§ PROBLEM REQUIREMENTS
Exact reproduction required: the lines below from the line with "its last checkpoint" to the line with "tracing_subscriber::EnvFilter::try_from_default_env()", both ends included, and no others.

§ Dataset items
--------------------------------------------------

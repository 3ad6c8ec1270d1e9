//! deckpilot command line.
//!
//! ```text
//! deckpilot run "Intro to Rust ownership for Python developers"
//! deckpilot run "..." --session demo --template
//! deckpilot resume demo
//! ```

use std::path::{Path, PathBuf};
use std::sync::Arc;

use anyhow::{Context, Result};
use clap::{Parser, Subcommand};
use tokio::sync::broadcast::{self, error::RecvError};

use deckpilot::artifact::PptHtmlDocument;
use deckpilot::events::{BroadcastEventSink, EventSink, NoopEventSink, ProgressEvent};
use deckpilot::llm::OpenRouterClient;
use deckpilot::oracle::LlmOracle;
use deckpilot::search::{DisabledSearch, DuckDuckGoSearch, SearchProvider};
use deckpilot::store::JsonFileStore;
use deckpilot::{Config, Orchestrator, PlanningMode, RunReport, RunRequest, Services};

/// Plan, generate and render a slide deck from a goal
#[derive(Parser, Debug)]
#[command(name = "deckpilot")]
#[command(version)]
struct Cli {
    /// Do not log per-task progress events
    #[arg(long, short, global = true)]
    quiet: bool,

    #[command(subcommand)]
    command: Command,
}

#[derive(Subcommand, Debug)]
enum Command {
    /// Plan and run a new goal
    Run {
        /// What the deck should be about
        goal: String,

        /// Session id; a fresh one is generated when omitted
        #[arg(long, value_name = "ID")]
        session: Option<String>,

        /// Skip oracle planning and use the fixed six-task template
        #[arg(long)]
        template: bool,
    },
    /// Continue a session from its last checkpoint
    Resume {
        session: String,
    },
}

#[tokio::main]
async fn main() -> Result<()> {
    let _ = tracing_subscriber::fmt()
        .with_env_filter(
            tracing_subscriber::EnvFilter::try_from_default_env()
                .unwrap_or_else(|_| tracing_subscriber::EnvFilter::new("deckpilot=info")),
        )
        .with_writer(std::io::stderr)
        .try_init();

    let cli = Cli::parse();
    let config = Config::from_env().context("Invalid configuration")?;
    let api_key = config.require_api_key()?.to_string();

    let store = Arc::new(JsonFileStore::new(config.data_dir.clone()));
    let mut llm = OpenRouterClient::new(api_key);
    if let Some(endpoint) = &config.endpoint {
        tracing::info!("Using chat endpoint {}", endpoint);
        llm = llm.with_endpoint(endpoint.clone());
    }
    let oracle = LlmOracle::new(Arc::new(llm), config.model.clone());
    tracing::info!("Using model {}", oracle.model());

    let search: Arc<dyn SearchProvider> = match DuckDuckGoSearch::new() {
        Ok(search) => Arc::new(search),
        Err(e) => {
            tracing::warn!("Web search unavailable, search tasks will fail: {}", e);
            Arc::new(DisabledSearch)
        }
    };

    let events: Arc<dyn EventSink> = if cli.quiet {
        Arc::new(NoopEventSink)
    } else {
        let sink = BroadcastEventSink::default();
        tokio::spawn(log_progress(sink.subscribe()));
        Arc::new(sink)
    };

    let services = Services {
        oracle: Arc::new(oracle),
        search,
        artifacts: store.clone(),
        checkpoints: store.clone(),
        events,
    };
    let orchestrator = Orchestrator::new(services, config.orchestrator.clone());

    let report = match cli.command {
        Command::Run {
            goal,
            session,
            template,
        } => {
            let mut request = RunRequest::new(goal);
            if let Some(session) = session {
                request = request.with_session(session);
            }
            if template {
                request = request.with_planning(PlanningMode::Template);
            }
            orchestrator.run(request).await?
        }
        Command::Resume { session } => orchestrator.resume(&session).await?,
    };

    print_report(&report, store.root()).await
}

async fn log_progress(mut rx: broadcast::Receiver<ProgressEvent>) {
    loop {
        let event = match rx.recv().await {
            Ok(event) => event,
            Err(RecvError::Lagged(missed)) => {
                tracing::warn!("Progress log fell behind, {} events dropped", missed);
                continue;
            }
            Err(RecvError::Closed) => break,
        };
        match event {
            ProgressEvent::TaskStarted {
                task_id,
                task_type,
                attempt,
                ..
            } => tracing::info!("[{}] {} started (attempt {})", task_type, task_id, attempt),
            ProgressEvent::TaskUpdated {
                task_id,
                status,
                error: Some(error),
                ..
            } => tracing::info!("{} is {}: {}", task_id, status, error),
            ProgressEvent::TaskUpdated {
                task_id, status, ..
            } => tracing::info!("{} is {}", task_id, status),
            ProgressEvent::ArtifactProduced { kind, version, .. } => {
                tracing::info!("Produced {} v{}", kind, version)
            }
            ProgressEvent::PageProgress {
                completed, total, ..
            } => tracing::info!("Rendered page {}/{}", completed, total),
            ProgressEvent::RunCompleted { .. } => break,
        }
    }
}

async fn print_report(report: &RunReport, data_dir: &Path) -> Result<()> {
    let stats = &report.statistics;
    println!("Session:   {}", report.session_id);
    println!("Outcome:   {} ({})", report.outcome, report.reason);
    println!(
        "Tasks:     {} total, {} completed, {} skipped, {} failed, {} unfinished",
        stats.total,
        stats.completed,
        stats.skipped,
        stats.failed,
        stats.pending + stats.ready + stats.in_progress
    );
    println!("Artifacts: {}", report.artifacts.len());

    match report.final_document() {
        Some(document) => {
            let path = write_document(data_dir, &report.session_id, document).await?;
            println!("Deck:      \"{}\", {} pages", document.title, document.pages.len());
            println!("Written:   {}", path.display());
        }
        None => println!("Deck:      not rendered"),
    }
    Ok(())
}

/// Write the rendered pages into one HTML file next to the checkpoint.
async fn write_document(data_dir: &Path, session_id: &str, document: &PptHtmlDocument) -> Result<PathBuf> {
    let dir = data_dir.join(session_id);
    tokio::fs::create_dir_all(&dir)
        .await
        .with_context(|| format!("Failed to create {}", dir.display()))?;

    let mut html = format!(
        "<!DOCTYPE html>\n<html>\n<head><meta charset=\"utf-8\"><title>{}</title></head>\n<body>\n",
        escape_html(&document.title)
    );
    for page in &document.pages {
        html.push_str(&format!(
            "<div class=\"slide\" data-index=\"{}\">\n{}\n</div>\n",
            page.slide_index, page.html
        ));
    }
    html.push_str("</body>\n</html>\n");

    let path = dir.join("deck.html");
    tokio::fs::write(&path, html)
        .await
        .with_context(|| format!("Failed to write {}", path.display()))?;
    Ok(path)
}

/// Escape text for use inside an HTML element.
fn escape_html(text: &str) -> String {
    let mut escaped = String::with_capacity(text.len());
    for c in text.chars() {
        match c {
            '&' => escaped.push_str("&amp;"),
            '<' => escaped.push_str("&lt;"),
            '>' => escaped.push_str("&gt;"),
            '"' => escaped.push_str("&quot;"),
            '\'' => escaped.push_str("&#39;"),
            _ => escaped.push(c),
        }
    }
    escaped
}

--------------------------------------------------

§ REPLY TO THE EXERCISE
    /// Continue a session from its last checkpoint
    Resume {
        session: String,
    },
}

#[tokio::main]
async fn main() -> Result<()> {
    let _ = tracing_subscriber::fmt()
        .with_env_filter(
            tracing_subscriber::EnvFilter::try_from_default_env()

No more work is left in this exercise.